Potomac Correspondence: An Assassin’s Bullet and Freedom

I arrived at the elementary school Christina Green, the nine-year-old primary school girl who lost her life in the Tuscon random shooting incident, had attended. The fence surrounding the school building overflowed with notes written jointly by friends mourning her death.

“To my best friend, Christina. Do you remember this picture? It is from our first sleepover.”

Two young girls are standing shoulder-to-shoulder, smiling sweetly with aged facial expressions. Their expressions are a little bit drained, telling the story of the young girls’ excitement at their first sleepover as friends.

More and more, the fun night at times was probably a night that brought tears to friends’ eyes. It seems they are holding the same thoughts, and many parents dried tears in front of the fence.

And yet, what is unexpected is that the gun control laws are lagging. In this incident, six people became victims, and the woman of the House who is considered the Democratic Party’s hope has fallen to an assassin’s bullet.

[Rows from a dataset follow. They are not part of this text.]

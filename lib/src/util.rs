/// Number of operand stack or local variable slots a value occupies
pub trait Width {
    fn width(&self) -> usize;
}

impl<A: Width> Width for [A] {
    fn width(&self) -> usize {
        self.iter().map(Width::width).sum()
    }
}

impl<A: Width> Width for Vec<A> {
    fn width(&self) -> usize {
        self.as_slice().width()
    }
}
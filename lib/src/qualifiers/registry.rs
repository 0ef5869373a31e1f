use super::CheckGenerator;
use crate::jvm::annotations::QualifierRef;
use crate::jvm::BinaryName;
use std::collections::HashMap;
use std::fmt;
use std::sync::Arc;

/// What a qualifier asks the weaver to do
#[derive(Copy, Clone, Debug, PartialEq, Eq, Hash)]
pub enum ValidationKind {
    /// Insert a runtime check
    Enforce,

    /// Explicitly opt out of checking
    Noop,
}

/// Registered behaviour of one qualifier
///
/// An [`ValidationKind::Enforce`] entry always has a generator and a [`ValidationKind::Noop`]
/// entry never does. [`QualifierRegistryBuilder::build`] rejects anything else.
#[derive(Clone)]
pub struct ConfigEntry {
    pub kind: ValidationKind,
    pub generator: Option<Arc<dyn CheckGenerator>>,
}

impl ConfigEntry {
    pub fn enforce(generator: Arc<dyn CheckGenerator>) -> ConfigEntry {
        ConfigEntry {
            kind: ValidationKind::Enforce,
            generator: Some(generator),
        }
    }

    pub fn noop() -> ConfigEntry {
        ConfigEntry {
            kind: ValidationKind::Noop,
            generator: None,
        }
    }

    fn is_consistent(&self) -> bool {
        match self.kind {
            ValidationKind::Enforce => self.generator.is_some(),
            ValidationKind::Noop => self.generator.is_none(),
        }
    }
}

impl fmt::Debug for ConfigEntry {
    fn fmt(&self, f: &mut fmt::Formatter<'_>) -> fmt::Result {
        f.debug_struct("ConfigEntry")
            .field("kind", &self.kind)
            .field("has_generator", &self.generator.is_some())
            .finish()
    }
}

#[derive(Debug, Clone, PartialEq, Eq)]
pub enum RegistryError {
    /// Entry kind and generator presence disagree
    InconsistentEntry(Option<BinaryName>),

    /// The same qualifier was registered twice
    DuplicateQualifier(BinaryName),

    /// No default entry was provided
    MissingDefault,
}

impl fmt::Display for RegistryError {
    fn fmt(&self, f: &mut fmt::Formatter<'_>) -> fmt::Result {
        match self {
            RegistryError::InconsistentEntry(Some(qualifier)) => write!(
                f,
                "entry for {} must have a generator exactly when it is enforced",
                qualifier
            ),
            RegistryError::InconsistentEntry(None) => write!(
                f,
                "default entry must have a generator exactly when it is enforced"
            ),
            RegistryError::DuplicateQualifier(qualifier) => {
                write!(f, "qualifier {} is registered more than once", qualifier)
            }
            RegistryError::MissingDefault => write!(f, "no default entry was provided"),
        }
    }
}

impl std::error::Error for RegistryError {}

/// Mapping from qualifiers to what should be done about them
///
/// Immutable once built, so it can be shared freely between weaves.
#[derive(Debug, Clone)]
pub struct QualifierRegistry {
    entries: HashMap<BinaryName, ConfigEntry>,
    default_entry: ConfigEntry,
}

impl QualifierRegistry {
    pub fn builder() -> QualifierRegistryBuilder {
        QualifierRegistryBuilder::default()
    }

    pub fn find(&self, qualifier: &BinaryName) -> Option<&ConfigEntry> {
        self.entries.get(qualifier)
    }

    /// Entry used for elements that carry no registered qualifier
    pub fn default_entry(&self) -> &ConfigEntry {
        &self.default_entry
    }

    /// Generator of the default entry, if it is enforced
    pub fn default_generator(&self) -> Option<Arc<dyn CheckGenerator>> {
        match self.default_entry.kind {
            ValidationKind::Enforce => self.default_entry.generator.clone(),
            ValidationKind::Noop => None,
        }
    }

    /// Resolve the qualifiers on one element into a generator
    ///
    /// Only qualifiers on the element itself count (not those nested inside its type). An
    /// explicitly enforced qualifier wins, then an opt-out suppresses the default, and otherwise
    /// the default applies.
    pub fn resolve(&self, qualifiers: &[QualifierRef]) -> Option<Arc<dyn CheckGenerator>> {
        if let Some(entry) = self.first_with_kind(qualifiers, ValidationKind::Enforce) {
            return entry.generator.clone();
        }
        if self.has_noop(qualifiers) {
            return None;
        }
        self.default_generator()
    }

    /// Does the element carry an explicit opt-out?
    pub fn has_noop(&self, qualifiers: &[QualifierRef]) -> bool {
        self.first_with_kind(qualifiers, ValidationKind::Noop)
            .is_some()
    }

    /// Does the element carry an explicitly enforced qualifier?
    pub fn has_enforce(&self, qualifiers: &[QualifierRef]) -> bool {
        self.first_with_kind(qualifiers, ValidationKind::Enforce)
            .is_some()
    }

    fn first_with_kind(
        &self,
        qualifiers: &[QualifierRef],
        kind: ValidationKind,
    ) -> Option<&ConfigEntry> {
        qualifiers
            .iter()
            .filter(|qualifier| qualifier.is_top_level())
            .filter_map(|qualifier| self.find(&qualifier.qualifier))
            .find(|entry| entry.kind == kind)
    }
}

#[derive(Default)]
pub struct QualifierRegistryBuilder {
    entries: Vec<(BinaryName, ConfigEntry)>,
    default_entry: Option<ConfigEntry>,
}

impl QualifierRegistryBuilder {
    pub fn register(mut self, qualifier: BinaryName, entry: ConfigEntry) -> Self {
        self.entries.push((qualifier, entry));
        self
    }

    /// Elements with this qualifier are checked using the generator
    pub fn on_enforce(self, qualifier: BinaryName, generator: Arc<dyn CheckGenerator>) -> Self {
        self.register(qualifier, ConfigEntry::enforce(generator))
    }

    /// Elements with this qualifier are never checked
    pub fn on_noop(self, qualifier: BinaryName) -> Self {
        self.register(qualifier, ConfigEntry::noop())
    }

    pub fn with_default(mut self, entry: ConfigEntry) -> Self {
        self.default_entry = Some(entry);
        self
    }

    pub fn build(self) -> Result<QualifierRegistry, RegistryError> {
        let default_entry = self.default_entry.ok_or(RegistryError::MissingDefault)?;
        if !default_entry.is_consistent() {
            return Err(RegistryError::InconsistentEntry(None));
        }

        let mut entries = HashMap::new();
        for (qualifier, entry) in self.entries {
            if !entry.is_consistent() {
                return Err(RegistryError::InconsistentEntry(Some(qualifier)));
            }
            if entries.contains_key(&qualifier) {
                return Err(RegistryError::DuplicateQualifier(qualifier));
            }
            entries.insert(qualifier, entry);
        }

        Ok(QualifierRegistry {
            entries,
            default_entry,
        })
    }
}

At the victims memory assembly, the somber Democratic Party members who met by chance said, “We should place trust in the Second Amendment.” The text is for the safety of the free country; the rule is that the right for citizens to carry guns must not be violated.

Regretting the loss of the young lady, we shed tears and yet there is a thorough resistance to the obstruction of “freedom.” In order to understand this undercurrent in America’s bloodstream, I have the feeling that even more “observation and collecting data” is essential.